1) Buy more memory for the computer (assuming it can handle a few gigabytes of memory - depends if it is 32 or 64 bits) so you can create more threads and have enough memory for them.

2) Clustering. You gain speed and processing power by grouping together several computers and alongside with clustering comes load-balancing, failover and fault-tolerance. You overcome limitations such as memory and CPU and you have a more stable non-centralized system. Besides the addition of CPU and memory is simply a matter of adding a computer to the network and replicate the application there. The drawback of this is that you will need to buy/get a few more computers.

> I mean a request every couple of seconds from several thousand subscribers would put a huge
> strain on the CP wouldn't it!

Not necessarily. Do not forget that HTTP is a stateless protocol, i.e. it does not maintain state and hence it does not remember anything between requests. The server does not have to maintain state and therefore does not have to keep the threads alive. It might as well kill the threads or return them to the pool of available threads after it finishes processing the request and spawn/obtain a new thread upon a new request.
1) You can always use a thread pool to manage several threads:

2) Using a separate thread for each request is how Java handles the HTTP requests. Servlets and JSP pages use thsi model (i.e. the spawn a new thread for each request coming in but there is only one instance of the servlet running) so I'd say more or less this is the "de-facto" way to do it.

3) AFAIK jdk1.4 does not provide a thread pooling automatically, things might have changed in jdk1.5 but I can't comment on that. You will have to write your own connection pool to obtain that. If you take a look at the link I posted you will take ideas of how to obtain it. Also if you google "java thread pooling" you will come up with loads of info about that subject.
TeeRolesAuthor Commented:
Hi Girionis,

Thanks for your answer, but I'm not sure if it answers the main problem that I am worried about. I guess I was not too clear the first time, so let me try and clarify....

The primary concern with having so many simultaneous threads (a few thousand +) is that I am not really sure it is possible.

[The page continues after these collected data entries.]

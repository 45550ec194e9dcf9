//! The remote state served by the fixture adapter.

use std::collections::BTreeMap;
use std::path::Path;

use serde::Deserialize;
use serde_json::Value;

use crate::error::{Error, Result};
use crate::model::{Service, Tag, TaskDefinition};

/// A registered task definition revision.
#[derive(Debug, Clone, Deserialize)]
pub struct RegisteredTaskDefinition {
    /// Full ARN, ending in `task-definition/<family>:<revision>`.
    pub arn: String,
    /// The definition as the describe API returns it.
    pub definition: TaskDefinition,
    /// Resource tags.
    #[serde(default)]
    pub tags: Vec<Tag>,
}

impl RegisteredTaskDefinition {
    /// Returns `(family, revision)` parsed from the ARN.
    #[must_use]
    pub fn family_revision(&self) -> Option<(&str, u32)> {
        let tail = self.arn.rsplit_once("task-definition/").map_or(self.arn.as_str(), |(_, t)| t);
        let (family, revision) = tail.rsplit_once(':')?;
        Some((family, revision.parse().ok()?))
    }
}

/// A cluster and its services.
#[derive(Debug, Clone, Default, Deserialize)]
pub struct ClusterState {
    /// Cluster ARN; derived from the name when omitted.
    pub arn: Option<String>,
    /// Services by name.
    #[serde(default)]
    pub services: BTreeMap<String, Service>,
}

/// Everything the fixture knows about the remote side.
///
/// Loaded from YAML; every collection may be omitted.
#[derive(Debug, Clone, Default, Deserialize)]
#[serde(default)]
pub struct RemoteState {
    /// Clusters by name.
    pub clusters: BTreeMap<String, ClusterState>,
    /// Registered task definition revisions.
    pub task_definitions: Vec<RegisteredTaskDefinition>,
    /// IAM role trust policies by role name, as plain JSON documents.
    pub roles: BTreeMap<String, Value>,
    /// Existing load balancer target group ARNs.
    pub target_groups: Vec<String>,
    /// Existing VPC Lattice target group identifiers.
    pub lattice_target_groups: Vec<String>,
    /// Secret string values by secret ARN or name.
    pub secrets: BTreeMap<String, String>,
    /// Existing Parameter Store names.
    pub parameters: Vec<String>,
    /// Existing S3 objects as `bucket/key`.
    pub objects: Vec<String>,
    /// Log groups and the streams in them.
    pub log_groups: BTreeMap<String, Vec<String>>,
    /// Image platforms (`os/arch`) by `host/name:tag`.
    pub images: BTreeMap<String, Vec<String>>,
    /// Images whose registry only serves schema 1 manifests.
    pub deprecated_images: Vec<String>,
    /// Refuse every role assumption.
    pub deny_assume_role: bool,
    /// Refuse log group creation.
    pub deny_create_log_group: bool,
}

impl RemoteState {
    /// Parses a YAML remote state document.
    ///
    /// # Errors
    ///
    /// Returns [`Error::Config`] when the document does not parse.
    pub fn from_yaml(text: &str) -> Result<Self> {
        serde_yaml::from_str(text).map_err(|e| Error::Config(format!("invalid remote state: {e}")))
    }

    /// Reads a YAML remote state file.
    ///
    /// # Errors
    ///
    /// Returns an I/O error when the file cannot be read, or
    /// [`Error::Config`] when it does not parse.
    pub fn load(path: &Path) -> Result<Self> {
        let text = std::fs::read_to_string(path)
            .map_err(|e| Error::io(format!("failed to read {}", path.display()), &e))?;
        Self::from_yaml(&text)
    }
}
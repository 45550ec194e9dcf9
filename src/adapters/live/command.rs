//! Process runner backed by `tokio::process`.

use std::error::Error;
use std::path::Path;
use std::process::Stdio;

use async_trait::async_trait;
use tokio::process::Command;

use crate::ports::{CommandOutput, CommandRunner};

/// Spawns real child processes.
///
/// The child is killed when the returned future is dropped, so a timeout
/// around the call also stops the process.
pub struct ProcessRunner;

#[async_trait]
impl CommandRunner for ProcessRunner {
    async fn run(
        &self,
        program: &str,
        args: &[String],
        cwd: &Path,
    ) -> Result<CommandOutput, Box<dyn Error + Send + Sync>> {
        tracing::debug!(program, ?args, cwd = %cwd.display(), "running external command");
        let output = Command::new(program)
            .args(args)
            .current_dir(cwd)
            .stdin(Stdio::null())
            .stderr(Stdio::inherit())
            .kill_on_drop(true)
            .output()
            .await
            .map_err(|e| format!("failed to run {program}: {e}"))?;
        Ok(CommandOutput {
            exit_code: output.status.code(),
            stdout: String::from_utf8_lossy(&output.stdout).into_owned(),
        })
    }
}

#[cfg(test)]
mod tests {
    use super::*;

    #[tokio::test]
    async fn captures_stdout_in_working_directory() {
        let dir = tempfile::tempdir().unwrap();
        std::fs::write(dir.path().join("marker.txt"), "here").unwrap();
        let out = ProcessRunner
            .run("cat", &["marker.txt".to_string()], dir.path())
            .await
            .unwrap();
        assert_eq!(out.exit_code, Some(0));
        assert_eq!(out.stdout, "here");
    }

    #[tokio::test]
    async fn reports_non_zero_exit() {
        let dir = tempfile::tempdir().unwrap();
        let out = ProcessRunner
            .run("sh", &["-c".to_string(), "exit 3".to_string()], dir.path())
            .await
            .unwrap();
        assert_eq!(out.exit_code, Some(3));
    }

    #[tokio::test]
    async fn missing_program_is_an_error() {
        let dir = tempfile::tempdir().unwrap();
        assert!(ProcessRunner.run("ecs-reconcile-no-such-tool", &[], dir.path()).await.is_err());
    }
}
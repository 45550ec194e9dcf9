//! Typed task and service definitions.
//!
//! The same types describe the locally authored definition and the one
//! returned by the describe APIs, so both sides can be canonicalized and
//! compared with the same code.

pub mod service;
pub mod task_definition;

use serde::{Deserialize, Serialize};

pub use service::{
    AssignPublicIp, AwsVpcConfiguration, CapacityProviderStrategyItem, DeploymentCircuitBreaker,
    DeploymentConfiguration, LaunchType, LoadBalancer, ManagedEbsVolume, NetworkConfiguration,
    PlacementStrategy, SchedulingStrategy, Service, ServiceVolumeConfiguration,
    VpcLatticeConfiguration,
};
pub use task_definition::{
    Compatibility, ContainerDefinition, CpuArchitecture, EnvironmentFile, KeyValuePair,
    LogConfiguration, MountPoint, NetworkMode, PlacementConstraint, PortMapping,
    ProxyConfiguration, RuntimePlatform, Secret, TaskDefinition, VolumeFrom,
};

/// A resource tag.
#[derive(Debug, Clone, PartialEq, Eq, Serialize, Deserialize)]
pub struct Tag {
    /// Tag key.
    #[serde(skip_serializing_if = "Option::is_none")]
    pub key: Option<String>,
    /// Tag value.
    #[serde(skip_serializing_if = "Option::is_none")]
    pub value: Option<String>,
}

impl Tag {
    /// Creates a tag from a key and value.
    pub fn new(key: impl Into<String>, value: impl Into<String>) -> Self {
        Self { key: Some(key.into()), value: Some(value.into()) }
    }
}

I have read in several forum (and articles) that the major restriction on the max simultaneous threads is the stack size of the threads, which by default is set to 2M. As a result of this, due to VM limitaitions of various OSs, one can only hope to have between 300 - 500 simulatneous threads.

Thread pooling will definitely help in the management of the threads, and the queuing of requests, but if there are only 300 threads with over 2000 subscribers logged on...all waiting for events, then I guess no amount of queuing will be useful??

Of course this limit changes drastically if you have a system capable of handling 64 KB (10000+) or by reducing the stack size (reduction fator from 2M), but is this still the best/recommended/only way to handle/design a HTTP event driven server? I guess a mechanism such as this forces a limitation on the operating system as compared to a limitation on the CPU (although CPU limitations can possibly be overcome by clustering several together...(i think))!!

I have also been doing a bit of reading on the way MSN maintains the communication between client and server, and it appears that they actually shoot out new requests once every 2 seconds (on receipt of the reply of course)!! Is this a better way to go forward?? If so, I find it hard to believe that there is no other way. I mean a request every couple of seconds from several thousand subscribers would put a huge strain on the CP wouldn't it!

Anyway, I hope I have managed to clairfy what my main problem is, although I'm not really sure that there is a black and white answer to it!!
I look forward to hearing your answer.